To do
Copy the lines exactly as they appear, starting with the first line of the records and ending with the line that contains "use rebate_engine::io::list_files;".

Stored data

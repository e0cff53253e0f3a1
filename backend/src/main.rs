//! Rebate CLI - run transformers, check configurations, reconcile output
//!
//! # Main Commands
//!
//! ```bash
//! rebate run -d data -y 2024 -q 1      # Run every transformer under data/transformers
//! rebate run ... --testing             # Also score the output against data/truth
//! rebate serve                         # Start HTTP run control (port 3000)
//! ```
//!
//! # Tooling
//!
//! ```bash
//! rebate check transformers/acme.json  # Parse and validate one transformer
//! rebate compare rebates/ truth/       # Reconcile two CSV files or directories
//! rebate operations                    # Show available DSL operations
//! ```

use clap::{ArgAction, Parser, Subcommand};
use rebate_engine::error::ConfigError;
use rebate_engine::io::list_files;
use rebate_engine::report::{render, render_discrepancy};
use rebate_engine::{
    compare_files, operations_description, CompareOptions, Engine, EngineOptions,
    Event, Quarter, RunSettings, Status, TransformerConfig,
};
use std::path::{Path, PathBuf};
use tokio::io::{AsyncBufReadExt, BufReader};
use tokio::sync::broadcast::error::RecvError;
use tracing_subscriber::EnvFilter;

#[derive(Parser)]
#[command(name = "rebate")]
#[command(about = "Declarative transformation engine for tabular rebate records", long_about = None)]
struct Cli {
    /// More output (-v debug, -vv trace). RUST_LOG applies when absent.
    #[arg(short, long, action = ArgAction::Count, global = true)]
    verbose: u8,

    #[command(subcommand)]
    command: Commands,
}

#[derive(Subcommand)]
enum Commands {
    /// Run every transformer of a data directory
    Run {
        /// Data directory
        #[arg(short, long, env = "REBATE_DIRECTORY")]
        directory: PathBuf,

        /// Year of the quarter to process
        #[arg(short, long, env = "REBATE_YEAR")]
        year: i32,

        /// Quarter to process (1-4)
        #[arg(short, long, env = "REBATE_QUARTER", value_parser = clap::value_parser!(u8).range(1..=4))]
        quarter: u8,

        /// Compare rebates/ with truth/ after the run
        #[arg(long)]
        testing: bool,

        /// Decline every question instead of prompting
        #[arg(long)]
        ignore_all: bool,

        /// First value of the `counter` operation
        #[arg(long, default_value = "0")]
        counter_start: u64,

        /// Rows evaluated concurrently within a transformer
        #[arg(long, default_value = "1")]
        row_concurrency: usize,

        /// Also write the run results as JSON
        #[arg(long)]
        results: Option<PathBuf>,
    },

    /// Parse and validate a transformer configuration
    Check {
        /// Transformer JSON file
        config: PathBuf,
    },

    /// Reconcile CSV records against expected records
    Compare {
        /// Produced CSV file or directory
        actual: PathBuf,

        /// Expected CSV file or directory
        expected: PathBuf,

        /// Field records are partitioned by
        #[arg(long, default_value = "supplierId")]
        partition_key: String,
    },

    /// Start HTTP server
    Serve {
        /// Port to listen on
        #[arg(short, long, default_value = "3000")]
        port: u16,
    },

    /// Show available DSL operations
    Operations,
}

#[tokio::main]
async fn main() {
    // Load .env file (if present)
    dotenvy::dotenv().ok();

    let cli = Cli::parse();
    init_tracing(cli.verbose);

    let result = match cli.command {
        Commands::Run {
            directory,
            year,
            quarter,
            testing,
            ignore_all,
            counter_start,
            row_concurrency,
            results,
        } => {
            let Some(quarter) = Quarter::new(quarter) else {
                eprintln!("❌ Error: quarter must be between 1 and 4");
                std::process::exit(2);
            };
            let mut settings = RunSettings::new(directory, year, quarter);
            settings.testing.enabled = testing;
            settings.counter_start = counter_start;
            settings.row_concurrency = row_concurrency;
            cmd_run(settings, ignore_all, results.as_deref()).await
        }

        Commands::Check { config } => cmd_check(&config).await,

        Commands::Compare {
            actual,
            expected,
            partition_key,
        } => cmd_compare(&actual, &expected, partition_key).await,

        Commands::Serve { port } => cmd_serve(port).await,

        Commands::Operations => cmd_operations(),
    };

    if let Err(e) = result {
        eprintln!("❌ Error: {}", e);
        std::process::exit(1);
    }
}

fn init_tracing(verbose: u8) {
    let filter = match verbose {
        0 => EnvFilter::try_from_default_env().unwrap_or_else(|_| EnvFilter::new("info")),
        1 => EnvFilter::new("debug"),
        _ => EnvFilter::new("trace"),
    };
    tracing_subscriber::fmt()
        .with_env_filter(filter)
        .with_target(false)
        .with_writer(std::io::stderr)
        .init();
}

async fn cmd_run(
    settings: RunSettings,
    ignore_all: bool,
    results_path: Option<&Path>,
) -> Result<(), Box<dyn std::error::Error>> {
    let (engine, _task) = Engine::spawn(EngineOptions::default());
    let mut events = engine.subscribe();

    engine.start(settings)?;
    if ignore_all {
        engine.ignore_all()?;
    }

    let mut stdin = BufReader::new(tokio::io::stdin()).lines();
    let status = loop {
        let event = tokio::select! {
            event = events.recv() => event,
            _ = tokio::signal::ctrl_c() => {
                eprintln!("\n⏹️  Cancelling...");
                // The run may have just finished.
                let _ = engine.cancel();
                continue;
            }
        };

        match event {
            Ok(Event::Question { question }) => {
                let answer = prompt(&mut stdin, &question.text).await?;
                engine.answer(question.hash, answer)?;
            }
            Ok(Event::Status { status }) if status.is_terminal() => break status,
            Ok(Event::Status { .. }) => {}
            Err(RecvError::Lagged(missed)) => {
                tracing::warn!(missed, "Missed engine events");
            }
            Err(RecvError::Closed) => return Err("engine stopped unexpectedly".into()),
        }
    };

    engine.exit()?;
    finish(status, results_path)
}

/// Ask on stderr, read one line. An empty line declines.
async fn prompt<R>(
    stdin: &mut tokio::io::Lines<R>,
    text: &str,
) -> Result<Option<String>, Box<dyn std::error::Error>>
where
    R: tokio::io::AsyncBufRead + Unpin,
{
    eprintln!("\n❓ {}", text);
    eprint!("   > ");
    let line = stdin.next_line().await?.unwrap_or_default();
    let answer = line.trim();
    Ok((!answer.is_empty()).then(|| answer.to_string()))
}

fn finish(status: Status, results_path: Option<&Path>) -> Result<(), Box<dyn std::error::Error>> {
    let (results, error) = match status {
        Status::Done { results } => (results, None),
        Status::Error { message, results } => (results, Some(message)),
        _ => {
            eprintln!("⏹️  Run cancelled");
            return Ok(());
        }
    };

    println!("{}", render(&results));

    if let Some(path) = results_path {
        std::fs::write(path, serde_json::to_string_pretty(&results)?)?;
        eprintln!("💾 Results written to: {}", path.display());
    }

    match error {
        Some(message) => Err(message.into()),
        None => Ok(()),
    }
}

async fn cmd_check(path: &Path) -> Result<(), Box<dyn std::error::Error>> {
    eprintln!("✔️  Checking: {}", path.display());

    match TransformerConfig::load(path).await {
        Ok(config) => {
            eprintln!("   Sources: {}", config.sources.len());
            eprintln!("   Properties: {}", config.header().join(", "));
            eprintln!("✅ {} is valid", config.name);
            Ok(())
        }
        Err(ConfigError::Schema { violations }) => {
            for violation in violations.iter().take(10) {
                eprintln!("   - {}", violation);
            }
            Err(format!("{} schema violation(s)", violations.len()).into())
        }
        Err(e) => Err(e.into()),
    }
}

/// A CSV file, or every CSV file below a directory.
fn csv_files(path: &Path) -> Result<Vec<PathBuf>, Box<dyn std::error::Error>> {
    if path.is_dir() {
        Ok(list_files(&path.join("**").join("*.csv"))?)
    } else {
        Ok(vec![path.to_path_buf()])
    }
}

async fn cmd_compare(actual: &Path, expected: &Path, partition_key: String) -> Result<(), Box<dyn std::error::Error>> {
    let options = CompareOptions {
        partition_key,
        ..CompareOptions::default()
    };

    let results = compare_files(&csv_files(actual)?, &csv_files(expected)?, &options).await?;
    println!("{}", render_discrepancy(&results));

    let dirty = results.iter().filter(|r| !r.is_clean()).count();
    if dirty > 0 {
        return Err(format!("{} of {} partition(s) differ", dirty, results.len()).into());
    }
    eprintln!("✅ All {} partition(s) match", results.len());
    Ok(())
}

async fn cmd_serve(port: u16) -> Result<(), Box<dyn std::error::Error>> {
    let (engine, _task) = Engine::spawn(EngineOptions::default());
    rebate_engine::server::start_server(port, engine).await
}

fn cmd_operations() -> Result<(), Box<dyn std::error::Error>> {
    println!("{}", operations_description());
    Ok(())
}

Exercise solution
repository e0cff53253e0f3a1
filename backend/src/main.rs
//! Rebate CLI - run transformers, check configurations, reconcile output
//!
//! # Main Commands
//!
//! ```bash
//! rebate run -d data -y 2024 -q 1      # Run every transformer under data/transformers
//! rebate run ... --testing             # Also score the output against data/truth
//! rebate serve                         # Start HTTP run control (port 3000)
//! ```
//!
//! # Tooling
//!
//! ```bash
//! rebate check transformers/acme.json  # Parse and validate one transformer
//! rebate compare rebates/ truth/       # Reconcile two CSV files or directories
//! rebate operations                    # Show available DSL operations
//! ```

use clap::{ArgAction, Parser, Subcommand};
use rebate_engine::error::ConfigError;
use rebate_engine::io::list_files;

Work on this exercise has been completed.